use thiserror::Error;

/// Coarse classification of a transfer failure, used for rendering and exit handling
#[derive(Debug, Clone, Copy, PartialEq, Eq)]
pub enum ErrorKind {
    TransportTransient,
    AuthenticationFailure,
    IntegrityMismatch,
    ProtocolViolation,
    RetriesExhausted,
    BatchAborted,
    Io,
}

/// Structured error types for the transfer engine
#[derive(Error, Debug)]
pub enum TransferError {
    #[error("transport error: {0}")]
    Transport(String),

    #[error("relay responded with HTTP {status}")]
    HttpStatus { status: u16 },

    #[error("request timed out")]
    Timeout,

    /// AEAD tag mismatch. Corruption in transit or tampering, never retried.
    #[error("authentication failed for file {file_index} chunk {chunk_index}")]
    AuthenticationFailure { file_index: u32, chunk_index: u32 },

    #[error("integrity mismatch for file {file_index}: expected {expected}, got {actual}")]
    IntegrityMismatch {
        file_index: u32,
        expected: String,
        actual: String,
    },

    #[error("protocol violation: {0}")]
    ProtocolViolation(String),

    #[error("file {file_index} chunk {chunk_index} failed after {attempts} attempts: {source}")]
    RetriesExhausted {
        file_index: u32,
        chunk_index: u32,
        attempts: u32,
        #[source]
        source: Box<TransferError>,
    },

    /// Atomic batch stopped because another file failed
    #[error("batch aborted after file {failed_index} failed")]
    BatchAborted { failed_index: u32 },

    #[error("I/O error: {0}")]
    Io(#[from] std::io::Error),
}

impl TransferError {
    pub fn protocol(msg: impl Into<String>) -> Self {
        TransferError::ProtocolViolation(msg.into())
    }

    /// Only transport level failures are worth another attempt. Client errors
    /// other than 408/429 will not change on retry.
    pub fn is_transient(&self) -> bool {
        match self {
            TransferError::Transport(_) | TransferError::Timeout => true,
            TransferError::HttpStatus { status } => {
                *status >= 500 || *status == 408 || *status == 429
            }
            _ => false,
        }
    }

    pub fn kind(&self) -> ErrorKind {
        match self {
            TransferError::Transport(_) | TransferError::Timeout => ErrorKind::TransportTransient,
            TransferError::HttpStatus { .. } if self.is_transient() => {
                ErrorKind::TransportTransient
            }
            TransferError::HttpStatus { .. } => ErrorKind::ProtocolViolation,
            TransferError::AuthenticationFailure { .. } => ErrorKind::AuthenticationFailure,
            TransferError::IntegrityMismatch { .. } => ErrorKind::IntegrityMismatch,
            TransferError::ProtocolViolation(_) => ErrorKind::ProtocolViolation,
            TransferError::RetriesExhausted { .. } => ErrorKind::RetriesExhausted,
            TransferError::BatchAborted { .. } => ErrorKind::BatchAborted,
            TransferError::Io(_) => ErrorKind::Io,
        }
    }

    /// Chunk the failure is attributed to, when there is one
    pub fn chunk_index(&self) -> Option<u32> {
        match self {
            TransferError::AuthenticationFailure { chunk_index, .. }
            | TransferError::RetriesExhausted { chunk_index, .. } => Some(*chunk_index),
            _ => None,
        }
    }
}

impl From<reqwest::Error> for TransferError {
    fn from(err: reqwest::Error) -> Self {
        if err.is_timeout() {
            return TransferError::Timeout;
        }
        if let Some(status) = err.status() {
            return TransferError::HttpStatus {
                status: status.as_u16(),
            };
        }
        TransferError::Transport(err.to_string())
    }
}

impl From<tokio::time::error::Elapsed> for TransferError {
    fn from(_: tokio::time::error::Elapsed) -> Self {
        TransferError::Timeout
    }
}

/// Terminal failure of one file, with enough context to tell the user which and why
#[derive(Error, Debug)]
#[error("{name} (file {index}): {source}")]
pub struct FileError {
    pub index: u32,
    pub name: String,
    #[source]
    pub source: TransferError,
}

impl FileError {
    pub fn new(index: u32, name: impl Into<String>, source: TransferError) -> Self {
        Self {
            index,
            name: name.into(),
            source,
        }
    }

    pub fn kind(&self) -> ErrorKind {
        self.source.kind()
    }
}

------------------------------------

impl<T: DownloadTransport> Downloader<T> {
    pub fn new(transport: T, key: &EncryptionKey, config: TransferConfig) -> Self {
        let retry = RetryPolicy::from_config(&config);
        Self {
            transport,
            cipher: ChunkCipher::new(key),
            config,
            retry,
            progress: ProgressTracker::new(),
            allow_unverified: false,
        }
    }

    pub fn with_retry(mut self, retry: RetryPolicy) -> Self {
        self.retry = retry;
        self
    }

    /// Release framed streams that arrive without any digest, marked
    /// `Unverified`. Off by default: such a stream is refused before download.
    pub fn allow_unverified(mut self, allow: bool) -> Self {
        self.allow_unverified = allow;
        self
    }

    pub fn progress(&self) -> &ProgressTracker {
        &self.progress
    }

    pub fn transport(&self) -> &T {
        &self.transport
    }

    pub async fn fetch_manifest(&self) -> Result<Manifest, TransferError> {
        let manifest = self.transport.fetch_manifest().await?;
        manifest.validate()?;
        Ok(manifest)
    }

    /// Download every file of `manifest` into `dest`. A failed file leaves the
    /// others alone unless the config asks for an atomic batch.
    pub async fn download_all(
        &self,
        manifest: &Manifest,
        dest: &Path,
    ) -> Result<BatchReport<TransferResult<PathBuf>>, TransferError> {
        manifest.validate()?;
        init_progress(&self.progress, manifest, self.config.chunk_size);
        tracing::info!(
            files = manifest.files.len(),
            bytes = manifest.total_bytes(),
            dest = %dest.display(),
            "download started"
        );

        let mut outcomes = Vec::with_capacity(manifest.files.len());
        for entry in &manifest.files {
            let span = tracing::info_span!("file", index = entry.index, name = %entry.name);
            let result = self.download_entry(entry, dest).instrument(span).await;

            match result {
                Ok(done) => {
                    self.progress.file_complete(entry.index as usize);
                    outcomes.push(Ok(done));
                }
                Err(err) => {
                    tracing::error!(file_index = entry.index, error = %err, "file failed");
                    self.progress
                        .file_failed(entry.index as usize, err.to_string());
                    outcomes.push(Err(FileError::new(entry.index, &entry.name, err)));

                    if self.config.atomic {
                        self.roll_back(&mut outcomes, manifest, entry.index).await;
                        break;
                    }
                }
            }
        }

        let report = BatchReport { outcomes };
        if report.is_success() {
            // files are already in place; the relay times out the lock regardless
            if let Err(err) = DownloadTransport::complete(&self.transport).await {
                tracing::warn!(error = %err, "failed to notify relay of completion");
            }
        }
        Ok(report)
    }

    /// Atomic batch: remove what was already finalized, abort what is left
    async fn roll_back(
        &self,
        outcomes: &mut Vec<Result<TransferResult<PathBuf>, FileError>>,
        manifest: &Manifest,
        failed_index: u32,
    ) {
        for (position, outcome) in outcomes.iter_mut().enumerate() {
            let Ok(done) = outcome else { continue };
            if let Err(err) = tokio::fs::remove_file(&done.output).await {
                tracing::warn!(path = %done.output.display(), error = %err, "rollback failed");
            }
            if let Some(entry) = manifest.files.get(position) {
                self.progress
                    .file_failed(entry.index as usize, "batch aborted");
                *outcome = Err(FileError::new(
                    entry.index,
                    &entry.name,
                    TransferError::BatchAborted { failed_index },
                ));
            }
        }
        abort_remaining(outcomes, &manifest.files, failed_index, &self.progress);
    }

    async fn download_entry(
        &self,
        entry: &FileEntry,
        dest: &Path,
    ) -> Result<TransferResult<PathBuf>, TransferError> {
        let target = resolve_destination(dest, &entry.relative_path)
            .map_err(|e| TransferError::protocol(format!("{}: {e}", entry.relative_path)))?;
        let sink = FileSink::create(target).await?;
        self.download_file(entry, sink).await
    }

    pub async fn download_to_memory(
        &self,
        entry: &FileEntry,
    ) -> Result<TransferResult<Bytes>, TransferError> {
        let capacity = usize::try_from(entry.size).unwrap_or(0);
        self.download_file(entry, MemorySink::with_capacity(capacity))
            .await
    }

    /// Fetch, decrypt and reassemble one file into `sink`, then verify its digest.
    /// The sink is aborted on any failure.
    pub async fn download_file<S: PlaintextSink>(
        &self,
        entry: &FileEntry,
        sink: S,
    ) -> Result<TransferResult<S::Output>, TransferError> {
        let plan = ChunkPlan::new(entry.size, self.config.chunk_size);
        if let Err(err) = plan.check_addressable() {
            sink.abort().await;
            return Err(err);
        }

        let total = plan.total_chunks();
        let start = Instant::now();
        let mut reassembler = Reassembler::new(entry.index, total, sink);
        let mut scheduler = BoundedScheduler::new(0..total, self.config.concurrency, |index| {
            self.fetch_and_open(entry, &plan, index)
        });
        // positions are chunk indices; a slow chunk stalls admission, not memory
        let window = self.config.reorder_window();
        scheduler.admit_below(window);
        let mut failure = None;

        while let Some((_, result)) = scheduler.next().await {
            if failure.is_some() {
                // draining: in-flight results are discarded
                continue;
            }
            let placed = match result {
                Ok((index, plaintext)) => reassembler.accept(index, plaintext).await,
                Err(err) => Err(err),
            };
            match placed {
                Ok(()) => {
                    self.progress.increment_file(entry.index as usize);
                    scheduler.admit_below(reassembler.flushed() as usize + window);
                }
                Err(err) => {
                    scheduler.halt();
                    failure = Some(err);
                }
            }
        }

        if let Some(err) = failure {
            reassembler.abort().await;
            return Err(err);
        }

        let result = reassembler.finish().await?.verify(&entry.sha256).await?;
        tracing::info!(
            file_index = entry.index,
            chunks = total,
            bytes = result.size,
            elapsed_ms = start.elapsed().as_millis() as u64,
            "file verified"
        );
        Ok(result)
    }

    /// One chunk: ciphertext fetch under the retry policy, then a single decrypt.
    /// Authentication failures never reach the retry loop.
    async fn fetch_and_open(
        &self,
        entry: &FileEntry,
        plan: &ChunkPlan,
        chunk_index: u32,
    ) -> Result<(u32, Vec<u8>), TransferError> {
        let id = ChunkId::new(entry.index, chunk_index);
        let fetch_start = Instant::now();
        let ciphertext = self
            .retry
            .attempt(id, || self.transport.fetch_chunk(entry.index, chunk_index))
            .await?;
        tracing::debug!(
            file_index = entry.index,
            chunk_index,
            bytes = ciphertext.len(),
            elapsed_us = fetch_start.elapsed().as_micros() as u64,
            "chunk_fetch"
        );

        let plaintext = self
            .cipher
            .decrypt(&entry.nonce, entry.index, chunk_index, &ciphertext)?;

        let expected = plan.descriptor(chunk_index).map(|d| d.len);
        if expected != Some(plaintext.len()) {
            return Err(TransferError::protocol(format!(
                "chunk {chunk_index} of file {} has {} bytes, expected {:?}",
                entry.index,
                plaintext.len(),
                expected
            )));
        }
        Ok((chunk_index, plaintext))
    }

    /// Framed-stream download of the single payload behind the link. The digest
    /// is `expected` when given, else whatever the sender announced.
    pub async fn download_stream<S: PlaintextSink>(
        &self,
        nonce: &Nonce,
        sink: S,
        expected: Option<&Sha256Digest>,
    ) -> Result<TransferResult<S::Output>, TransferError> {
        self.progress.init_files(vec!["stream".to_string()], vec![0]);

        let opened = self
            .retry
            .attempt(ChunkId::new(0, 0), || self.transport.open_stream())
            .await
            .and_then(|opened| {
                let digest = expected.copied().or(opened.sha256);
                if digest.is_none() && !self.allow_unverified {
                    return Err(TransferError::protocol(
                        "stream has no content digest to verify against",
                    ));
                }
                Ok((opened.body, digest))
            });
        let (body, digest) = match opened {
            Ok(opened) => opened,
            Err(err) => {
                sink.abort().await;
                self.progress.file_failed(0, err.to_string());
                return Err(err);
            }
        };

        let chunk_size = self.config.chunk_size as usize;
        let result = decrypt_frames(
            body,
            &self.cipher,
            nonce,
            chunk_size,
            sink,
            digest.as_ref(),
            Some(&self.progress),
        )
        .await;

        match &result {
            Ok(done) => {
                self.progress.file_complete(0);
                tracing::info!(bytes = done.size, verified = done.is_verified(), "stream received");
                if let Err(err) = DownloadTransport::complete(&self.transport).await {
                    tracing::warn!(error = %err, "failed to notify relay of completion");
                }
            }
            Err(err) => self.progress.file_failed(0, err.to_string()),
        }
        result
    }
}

------------------------------------

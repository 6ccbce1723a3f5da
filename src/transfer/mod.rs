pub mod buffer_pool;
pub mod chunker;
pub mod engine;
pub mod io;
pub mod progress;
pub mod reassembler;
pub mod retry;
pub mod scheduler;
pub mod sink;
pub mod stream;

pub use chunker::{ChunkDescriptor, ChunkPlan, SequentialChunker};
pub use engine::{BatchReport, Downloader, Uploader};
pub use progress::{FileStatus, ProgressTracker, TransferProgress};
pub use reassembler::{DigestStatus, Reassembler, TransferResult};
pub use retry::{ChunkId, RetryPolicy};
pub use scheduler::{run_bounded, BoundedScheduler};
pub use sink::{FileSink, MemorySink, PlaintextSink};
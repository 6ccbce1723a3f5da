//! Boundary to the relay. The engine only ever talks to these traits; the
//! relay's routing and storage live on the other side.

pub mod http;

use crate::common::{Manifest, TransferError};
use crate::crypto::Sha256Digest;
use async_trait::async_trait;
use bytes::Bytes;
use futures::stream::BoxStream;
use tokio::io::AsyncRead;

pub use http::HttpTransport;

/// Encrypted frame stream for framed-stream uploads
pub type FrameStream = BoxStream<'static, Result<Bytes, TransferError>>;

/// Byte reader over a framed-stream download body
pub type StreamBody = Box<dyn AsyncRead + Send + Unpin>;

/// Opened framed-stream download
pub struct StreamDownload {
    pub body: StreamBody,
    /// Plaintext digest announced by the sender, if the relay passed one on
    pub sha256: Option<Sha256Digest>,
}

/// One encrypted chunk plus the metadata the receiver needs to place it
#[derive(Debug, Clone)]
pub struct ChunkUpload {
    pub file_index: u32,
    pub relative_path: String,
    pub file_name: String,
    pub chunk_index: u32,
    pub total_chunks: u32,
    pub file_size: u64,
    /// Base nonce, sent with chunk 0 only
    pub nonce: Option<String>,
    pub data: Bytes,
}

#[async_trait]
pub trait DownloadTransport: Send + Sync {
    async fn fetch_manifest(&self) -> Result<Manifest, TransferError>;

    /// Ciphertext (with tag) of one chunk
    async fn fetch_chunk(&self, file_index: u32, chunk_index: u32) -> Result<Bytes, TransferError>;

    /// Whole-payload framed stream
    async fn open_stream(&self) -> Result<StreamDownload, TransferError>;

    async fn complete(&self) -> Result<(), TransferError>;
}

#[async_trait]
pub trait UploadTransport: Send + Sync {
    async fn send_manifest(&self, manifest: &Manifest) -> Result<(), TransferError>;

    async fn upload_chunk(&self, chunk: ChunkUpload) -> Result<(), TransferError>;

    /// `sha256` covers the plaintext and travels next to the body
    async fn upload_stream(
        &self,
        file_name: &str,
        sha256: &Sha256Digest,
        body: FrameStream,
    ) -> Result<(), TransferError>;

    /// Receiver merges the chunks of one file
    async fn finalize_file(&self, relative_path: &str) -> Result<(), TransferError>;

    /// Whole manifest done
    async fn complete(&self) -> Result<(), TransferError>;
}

------------------------------------

**Exercise aim:** Output the lines above between the one holding "use thiserror::Error;" and the one holding "tampering, never retried.", inclusive, with nothing before or after them.

**Answer space:**
use thiserror::Error;

/// Coarse classification of a transfer failure, used for rendering and exit handling
#[derive(Debug, Clone, Copy, PartialEq, Eq)]
pub enum ErrorKind {
    TransportTransient,
    AuthenticationFailure,
    IntegrityMismatch,
    ProtocolViolation,
    RetriesExhausted,
    BatchAborted,
    Io,
}

/// Structured error types for the transfer engine
#[derive(Error, Debug)]
pub enum TransferError {
    #[error("transport error: {0}")]
    Transport(String),

    #[error("relay responded with HTTP {status}")]
    HttpStatus { status: u16 },

    #[error("request timed out")]
    Timeout,

    /// AEAD tag mismatch. Corruption in transit or tampering, never retried.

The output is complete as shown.